Nortel was chosen by Verizon for its European optical upgrade in November 2007. (See Nortel Takes 40-Gig to Verizon.)
Verizon was able to add the 100Gbit/s signal to a single channel, using the same spacing between wavelengths that is used today.
This deployment heralds a trend of service providers moving straight to 100Gbit/s technology from 10Gbit/s, rather than deploying 40Gbit/s systems, says Sterling Perrin, senior analyst and optical specialist at Heavy Reading.
"Right now, this is the first commercial application of 100Gbit/s, so [this trend] is not going to happen in 2010," says the analyst. "But once the standards are set, which will be in 2010, our sense is that operators will prefer 100Gbit/s if they can get it, at prices less than 10 times 10Gbit/s."
Perrin believes this is good news for Nortel and Ciena Corp. (NYSE: CIEN), which is on course to buy Nortel's optical business. (See NSN Hopes Dashed as Ciena/Nortel Deal OK'd and Ciena Beats NSN to Buy Nortel's MEN.)
Ciena has also had success with a metro 100 Gbit/s solution, which it regards as complementary to Nortel's technology. (See Ciena Sending 100GE Live.)
"Nortel has a good lead on the rest of the market," says Perrin, who notes that Verizon has also done trials in North America with Alcatel-Lucent (NYSE: ALU) and Nokia Networks . Neither of those vendors has made their 100Gbit/s systems commercially available yet.

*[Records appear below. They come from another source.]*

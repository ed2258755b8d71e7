use thiserror::Error;

use crate::visit::VisitRecord;

/// Search term was empty after trimming.
#[derive(Debug, Clone, Copy, PartialEq, Eq, Error)]
#[error("search term is empty")]
pub struct EmptySearchTerm;

/// Normalized check-out search term.
#[derive(Debug, Clone, PartialEq, Eq)]
pub struct SearchTerm {
    raw: String,
    folded: String,
}

impl SearchTerm {
    /// Trims `input`; rejects a term that is empty afterwards.
    pub fn parse(input: &str) -> Result<Self, EmptySearchTerm> {
        let raw = input.trim();
        if raw.is_empty() {
            return Err(EmptySearchTerm);
        }
        Ok(Self {
            raw: raw.to_string(),
            folded: raw.to_lowercase(),
        })
    }

    /// Trimmed term as typed.
    pub fn as_str(&self) -> &str {
        &self.raw
    }

    /// Case-insensitive substring of the name, or substring of the phone number.
    pub fn matches(&self, rec: &VisitRecord) -> bool {
        rec.visitor_name.to_lowercase().contains(&self.folded)
            || rec
                .phone_number
                .as_deref()
                .is_some_and(|phone| phone.contains(&self.raw))
    }
}

/// First active record matching `term`, in the iteration order given.
pub fn first_active_match<'a, I>(records: I, term: &SearchTerm) -> Option<&'a VisitRecord>
where
    I: IntoIterator<Item = &'a VisitRecord>,
{
    records
        .into_iter()
        .filter(|rec| rec.is_active())
        .find(|rec| term.matches(rec))
}
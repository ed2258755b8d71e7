use std::fmt;

use chrono::{DateTime, Utc};

use crate::{types::VisitPurpose, visit::VisitRecord};

/// Span of a visit as whole hours plus remaining minutes.
#[derive(Debug, Clone, Copy, PartialEq, Eq, PartialOrd, Ord)]
pub struct Elapsed {
    /// Whole hours.
    pub hours: i64,
    /// Minutes past the last whole hour.
    pub minutes: i64,
}

impl Elapsed {
    /// Span from `from` to `to`, clamped at zero.
    pub fn between(from: DateTime<Utc>, to: DateTime<Utc>) -> Self {
        let total = (to - from).num_minutes().max(0);
        Self {
            hours: total / 60,
            minutes: total % 60,
        }
    }
}

impl fmt::Display for Elapsed {
    fn fmt(&self, f: &mut fmt::Formatter<'_>) -> fmt::Result {
        write!(f, "{}h {}m", self.hours, self.minutes)
    }
}

/// True while the visit has no check-out time.
pub fn is_active(rec: &VisitRecord) -> bool {
    rec.is_active()
}

/// Time spent so far by an active visit; `None` once the visit is closed.
pub fn elapsed(rec: &VisitRecord, now: DateTime<Utc>) -> Option<Elapsed> {
    rec.is_active()
        .then(|| Elapsed::between(rec.check_in_time, now))
}

/// Length of a visit: up to check-out when closed, up to `now` otherwise.
pub fn visit_duration(rec: &VisitRecord, now: DateTime<Utc>) -> Elapsed {
    Elapsed::between(rec.check_in_time, rec.check_out_time.unwrap_or(now))
}

/// Purpose label for display: the free-text reason for `other`, the
/// humanized code otherwise, and a dash when no purpose was recorded.
pub fn display_purpose(rec: &VisitRecord) -> String {
    match rec.purpose {
        Some(VisitPurpose::Other) => rec
            .free_text_reason
            .clone()
            .unwrap_or_else(|| VisitPurpose::Other.humanize()),
        Some(purpose) => purpose.humanize(),
        None => "—".to_string(),
    }
}
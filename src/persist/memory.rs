//! Process-local journal; clones share the same backing state.

use std::sync::{Arc, Mutex, MutexGuard};

use crate::{op::StoredOp, types::OpSeq};

use super::{PersistError, PersistResult, VisitJournal};

#[derive(Debug, Default)]
struct Inner {
    blob: Option<Vec<u8>>,
    ops: Vec<StoredOp>,
    fail_commits: bool,
}

/// [`VisitJournal`] kept in memory.
///
/// Cloning yields a second handle onto the same blob, which lets tests drop a
/// store and reopen it as if the process had restarted.
#[derive(Debug, Clone, Default)]
pub struct MemoryJournal {
    inner: Arc<Mutex<Inner>>,
}

impl MemoryJournal {
    /// Creates an empty journal.
    pub fn new() -> Self {
        Self::default()
    }

    /// Creates a journal whose blob already holds `bytes`.
    pub fn with_blob(bytes: impl Into<Vec<u8>>) -> Self {
        let journal = Self::default();
        if let Ok(mut inner) = journal.inner.lock() {
            inner.blob = Some(bytes.into());
        }
        journal
    }

    /// Makes every following commit fail until reset.
    pub fn set_failing(&self, fail: bool) {
        if let Ok(mut inner) = self.inner.lock() {
            inner.fail_commits = fail;
        }
    }

    fn lock(&self) -> PersistResult<MutexGuard<'_, Inner>> {
        self.inner
            .lock()
            .map_err(|_| PersistError::Message("memory journal lock poisoned".to_string()))
    }
}

impl VisitJournal for MemoryJournal {
    fn load_blob(&self) -> PersistResult<Option<Vec<u8>>> {
        Ok(self.lock()?.blob.clone())
    }

    fn commit(&mut self, blob: &[u8], op: &StoredOp) -> PersistResult<()> {
        let mut inner = self.lock()?;
        if inner.fail_commits {
            return Err(PersistError::Message("memory journal write rejected".to_string()));
        }
        inner.blob = Some(blob.to_vec());
        inner.ops.push(op.clone());
        Ok(())
    }

    fn latest_seq(&self) -> PersistResult<OpSeq> {
        Ok(self.lock()?.ops.last().map(|op| op.seq).unwrap_or(0))
    }

    fn history(&self) -> PersistResult<Vec<StoredOp>> {
        Ok(self.lock()?.ops.clone())
    }
}
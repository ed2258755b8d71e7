use hashbrown::HashMap;
use serde::{Deserialize, Serialize};
use thiserror::Error;
use tracing::{info, warn};

use crate::{
    op::{Op, StoredOp},
    persist::{PersistError, PersistResult, VisitJournal, memory::MemoryJournal},
    types::{OpSeq, VisitId},
    visit::{CloseVisit, ValidationError, VisitRecord},
};

/// Version number for the serialized visit collection.
pub const SNAPSHOT_FORMAT_VERSION: u16 = 1;

/// Store-level failure; nothing is committed when one is returned.
#[derive(Debug, Error)]
pub enum StoreError {
    /// The record was rejected before writing.
    #[error(transparent)]
    Validation(#[from] ValidationError),
    /// No record has this id.
    #[error("visit `{0}` not found")]
    NotFound(VisitId),
    /// The record already has a check-out time.
    #[error("visit `{0}` is already closed")]
    AlreadyClosed(VisitId),
    /// The journal write failed.
    #[error("persist: {0}")]
    Persist(#[from] PersistError),
}

/// Durable blob could not be decoded; the store recovers by starting empty.
#[derive(Debug, Error)]
#[error("visit store blob is unreadable: {0}")]
pub(crate) struct StorageCorruptError(String);

/// Versioned envelope for the stored visit collection.
#[derive(Debug, Clone, PartialEq, Eq, Serialize, Deserialize)]
pub struct StoreSnapshotV1 {
    /// Envelope format, [`SNAPSHOT_FORMAT_VERSION`].
    pub format_version: u16,
    /// Sequence the next journaled op will take.
    pub next_seq: OpSeq,
    /// Visits in check-in order.
    pub visits: Vec<VisitRecord>,
}

/// Keyed collection of visits owned by one kiosk.
pub trait VisitRecordStore: Send {
    /// Every record in insertion order.
    fn records(&self) -> Vec<&VisitRecord>;

    /// Record by id, active or closed.
    fn get(&self, id: &VisitId) -> Option<VisitRecord>;

    /// Persists a new record; rejects an id that already exists.
    fn append(&mut self, record: VisitRecord) -> Result<VisitRecord, StoreError>;

    /// Applies the close transition to an active record.
    fn update(&mut self, id: &VisitId, close: CloseVisit) -> Result<VisitRecord, StoreError>;

    /// Owned copy of every record in insertion order.
    fn load_all(&self) -> Vec<VisitRecord> {
        self.records().into_iter().cloned().collect()
    }

    /// Records without a check-out time, in insertion order.
    fn active(&self) -> Vec<&VisitRecord> {
        self.records()
            .into_iter()
            .filter(|rec| rec.is_active())
            .collect()
    }
}

/// [`VisitRecordStore`] that rewrites the whole collection through a
/// [`VisitJournal`] on every mutation.
pub struct VisitStore {
    journal: Box<dyn VisitJournal>,
    records: HashMap<VisitId, VisitRecord>,
    order: Vec<VisitId>,
    next_seq: OpSeq,
}

impl VisitStore {
    /// Loads the collection held by `journal`.
    ///
    /// An unreadable blob is logged and treated as an empty store; the next
    /// mutation overwrites it.
    pub fn open(journal: impl VisitJournal + 'static) -> Self {
        let mut store = Self {
            journal: Box::new(journal),
            records: HashMap::new(),
            order: Vec::new(),
            next_seq: 1,
        };

        let snapshot = match store.journal.load_blob() {
            Ok(Some(bytes)) => match decode_snapshot(&bytes) {
                Ok(snapshot) => Some(snapshot),
                Err(err) => {
                    warn!(error = %err, "discarding unreadable visit store");
                    None
                }
            },
            Ok(None) => None,
            Err(err) => {
                warn!(error = %err, "visit store medium unreadable, starting empty");
                None
            }
        };

        if let Some(snapshot) = snapshot {
            store.restore(snapshot);
        }

        // The journal outlives a discarded blob; never reuse its sequences.
        match store.journal.latest_seq() {
            Ok(seq) => store.next_seq = store.next_seq.max(seq.saturating_add(1)),
            Err(err) => warn!(error = %err, "could not read journal sequence"),
        }
        store
    }

    /// Store over a fresh [`MemoryJournal`].
    pub fn in_memory() -> Self {
        Self::open(MemoryJournal::new())
    }

    /// Current collection in its stored envelope.
    pub fn export_snapshot(&self) -> StoreSnapshotV1 {
        let visits = self
            .order
            .iter()
            .filter_map(|id| self.records.get(id).cloned())
            .collect();

        StoreSnapshotV1 {
            format_version: SNAPSHOT_FORMAT_VERSION,
            next_seq: self.next_seq,
            visits,
        }
    }

    /// Journaled operations, oldest first.
    pub fn history(&self) -> PersistResult<Vec<StoredOp>> {
        self.journal.history()
    }

    /// Number of visits, active or closed.
    pub fn len(&self) -> usize {
        self.order.len()
    }

    /// True when no visit was ever recorded.
    pub fn is_empty(&self) -> bool {
        self.order.is_empty()
    }

    /// Sequence of the last committed op, or zero.
    pub fn latest_op_seq(&self) -> OpSeq {
        self.next_seq.saturating_sub(1)
    }

    fn restore(&mut self, snapshot: StoreSnapshotV1) {
        for rec in snapshot.visits {
            if self.records.contains_key(&rec.id) {
                warn!(visit_id = %rec.id, "skipping duplicate visit id in stored collection");
                continue;
            }
            self.order.push(rec.id.clone());
            self.records.insert(rec.id.clone(), rec);
        }
        self.next_seq = snapshot.next_seq.max(1);
    }

    fn commit(&mut self, snapshot: &StoreSnapshotV1, stored: &StoredOp) -> Result<(), StoreError> {
        let blob = serde_json::to_vec(snapshot).map_err(PersistError::from)?;
        self.journal.commit(&blob, stored)?;
        self.next_seq = stored.seq.saturating_add(1);
        Ok(())
    }
}

impl VisitRecordStore for VisitStore {
    fn records(&self) -> Vec<&VisitRecord> {
        self.order
            .iter()
            .filter_map(|id| self.records.get(id))
            .collect()
    }

    fn get(&self, id: &VisitId) -> Option<VisitRecord> {
        self.records.get(id).cloned()
    }

    fn append(&mut self, record: VisitRecord) -> Result<VisitRecord, StoreError> {
        if self.records.contains_key(&record.id) {
            return Err(ValidationError::DuplicateId(record.id).into());
        }

        let seq = self.next_seq;
        let mut snapshot = self.export_snapshot();
        snapshot.visits.push(record.clone());
        snapshot.next_seq = seq.saturating_add(1);

        let stored = StoredOp {
            seq,
            ts: record.check_in_time,
            op: Op::CheckIn {
                visit: record.clone(),
            },
        };
        self.commit(&snapshot, &stored)?;

        self.order.push(record.id.clone());
        self.records.insert(record.id.clone(), record.clone());
        info!(visit_id = %record.id, seq, "visit appended");
        Ok(record)
    }

    fn update(&mut self, id: &VisitId, close: CloseVisit) -> Result<VisitRecord, StoreError> {
        let current = self
            .records
            .get(id)
            .ok_or_else(|| StoreError::NotFound(id.clone()))?;
        if !current.is_active() {
            return Err(StoreError::AlreadyClosed(id.clone()));
        }

        let mut closed = current.clone();
        close.apply_to(&mut closed);
        let at = closed.check_out_time.unwrap_or(close.at);

        let seq = self.next_seq;
        let mut snapshot = self.export_snapshot();
        snapshot.next_seq = seq.saturating_add(1);
        if let Some(slot) = snapshot.visits.iter_mut().find(|rec| &rec.id == id) {
            *slot = closed.clone();
        }

        let stored = StoredOp {
            seq,
            ts: at,
            op: Op::CheckOut { id: id.clone(), at },
        };
        self.commit(&snapshot, &stored)?;

        self.records.insert(id.clone(), closed.clone());
        info!(visit_id = %id, seq, "visit closed");
        Ok(closed)
    }
}

fn decode_snapshot(payload: &[u8]) -> Result<StoreSnapshotV1, StorageCorruptError> {
    if payload.iter().all(u8::is_ascii_whitespace) {
        return Ok(StoreSnapshotV1 {
            format_version: SNAPSHOT_FORMAT_VERSION,
            next_seq: 1,
            visits: Vec::new(),
        });
    }

    if let Ok(snapshot) = serde_json::from_slice::<StoreSnapshotV1>(payload) {
        if snapshot.format_version != SNAPSHOT_FORMAT_VERSION {
            return Err(StorageCorruptError(format!(
                "unsupported snapshot format version: {}",
                snapshot.format_version
            )));
        }
        return Ok(snapshot);
    }

    // Older kiosks stored the bare record array without an envelope.
    serde_json::from_slice::<Vec<VisitRecord>>(payload)
        .map(|visits| StoreSnapshotV1 {
            format_version: SNAPSHOT_FORMAT_VERSION,
            next_seq: 1,
            visits,
        })
        .map_err(|e| StorageCorruptError(e.to_string()))
}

"We were the industry's first with a live traffic trial of 100Gbit/s back in 2007, using prototype breadboard equipment from Alcatel-Lucent, but it wasn't generally available gear so we took it back out of service," says Elby. "We are working as quickly as we can, but it's actually being done on a vendor-specific basis. We look at a vendor's route and if we can upgrade on that same fiber plant to a 100Gbit/s channel, that is the cost-effective way to go."
Elby says he expects AlcaLu and NSN to have 100Gbit/s systems for commercial deployment beginning in 2010. The next hurdle, once transport efficiency is achieved with 100Gbit/s, is routers with 100Gbit/s ports, Elby notes, but that's likely to be 18 months or more away.

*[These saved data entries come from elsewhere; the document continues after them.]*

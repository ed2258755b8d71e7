//! Visitor-lifecycle state for a front-desk kiosk: durable visit records,
//! best-effort mirroring to a remote system of record, and fuzzy check-out
//! matching.
//!
//! # Examples
//!
//! In-memory usage with [`lifecycle::VisitLifecycleManager`]:
//! ```
//! use visitlog::{
//!     core::store::VisitStore,
//!     lifecycle::{SearchOutcome, VisitLifecycleManager},
//!     types::VisitPurpose,
//!     visit::VisitDraft,
//! };
//!
//! # #[tokio::main]
//! # async fn main() {
//! let mut manager = VisitLifecycleManager::new(VisitStore::in_memory());
//! let receipt = manager.check_in(VisitDraft {
//!     visitor_name: "Asha Rao".to_string(),
//!     person_to_meet: "Dev Patel".to_string(),
//!     purpose: Some(VisitPurpose::Delivery),
//!     ..VisitDraft::default()
//! }).await.expect("check in");
//! assert!(receipt.record.is_active());
//!
//! let SearchOutcome::Found(found) = manager.find_active("asha").expect("search") else {
//!     panic!("expected a match");
//! };
//! manager.check_out(&found.id).await.expect("check out");
//! assert_eq!(manager.find_active("asha").expect("search"), SearchOutcome::NotFound);
//! # }
//! ```
//!
//! Runtime usage with a SQLite store:
//! ```no_run
//! use visitlog::{config::KioskConfig, runtime::bootstrap::open_kiosk};
//!
//! # #[tokio::main]
//! # async fn main() {
//! let config = KioskConfig::load("kiosk.json").expect("config");
//! let handle = open_kiosk(&config).expect("open store");
//! let outcome = handle.find_active("0412").await.expect("search");
//! println!("{outcome:?}");
//! handle.shutdown().await.expect("shutdown");
//! # }
//! ```
#![warn(missing_docs)]

/// Time source abstraction.
pub mod clock;
/// Kiosk configuration.
pub mod config;
/// Visit store, search, and derived values.
pub mod core;
/// Check-in and check-out orchestration.
pub mod lifecycle;
/// Mutation op model and persistence wrapper types.
pub mod op;
/// Persistence abstraction and SQLite implementation.
pub mod persist;
/// Remote system of record, directory, and notification seams.
pub mod remote;
/// Single-writer runtime handle and events.
pub mod runtime;
/// Shared identifiers and enums.
pub mod types;
/// Visit domain records and drafts.
pub mod visit;
use anyhow::{anyhow, Result};
use chrono::{FixedOffset, Offset, Utc};
use std::env;

use crate::utils::datetime::LocalZone;

#[derive(Debug, Clone)]
pub struct Config {
    pub telegram_bot_token: String,
    pub http_port: u16,
    /// Zone used to read clock times like `5pm` and to display reminder times.
    /// Follows the host zone, DST included, unless `REMINDER_UTC_OFFSET` pins it.
    pub timezone: LocalZone,
}

impl Config {
    pub fn from_env() -> Result<Self> {
        let token = env::var("TELEGRAM_BOT_TOKEN")
            .map_err(|_| anyhow!("TELEGRAM_BOT_TOKEN must be set"))?;

        if token.trim().is_empty() {
            return Err(anyhow!("TELEGRAM_BOT_TOKEN must be set"));
        }

        // Hosting platforms commonly inject PORT instead.
        let port_str = env::var("HTTP_PORT")
            .or_else(|_| env::var("PORT"))
            .unwrap_or_else(|_| "3000".to_string());
        let http_port = port_str
            .trim()
            .parse()
            .map_err(|_| anyhow!("Invalid HTTP_PORT"))?;

        let timezone = match env::var("REMINDER_UTC_OFFSET") {
            Ok(raw) if !raw.trim().is_empty() => LocalZone::Fixed(parse_utc_offset(&raw)?),
            _ => LocalZone::System,
        };

        Ok(Config {
            telegram_bot_token: token,
            http_port,
            timezone,
        })
    }
}

/// Parses offsets such as `+02:00`, `-0530` or `UTC`.
pub fn parse_utc_offset(raw: &str) -> Result<FixedOffset> {
    let raw = raw.trim();
    if raw.eq_ignore_ascii_case("utc") || raw.eq_ignore_ascii_case("z") {
        return Ok(Utc.fix());
    }

    raw.parse::<FixedOffset>()
        .map_err(|_| anyhow!("Invalid REMINDER_UTC_OFFSET '{}', expected e.g. +02:00", raw))
}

Perrin says optical equipment vendors have learned from their 40Gbit/s experience, and are making the rollout of 100Gbit/s technology more coordinated.
"40Gbit/s wasn't as cohesive a rollout -- there were a lot of different modulation schemes and vendors did things differently," says the Heavy Reading man. "When they hit 100Gbit/s, they decided to go with a more standardized approach. As a result, 100Gbit/s has things that 40Gbit/s will never have. If 100Gbit/s stays on track, we think a lot of operators will just go to 100Gbit/s and cap their 40Gbit/s deployments. There will be applications for 40Gbit/s, but we are not going to have a mass deployment of both -- it makes sense to grow with one or the other," concludes Perrin.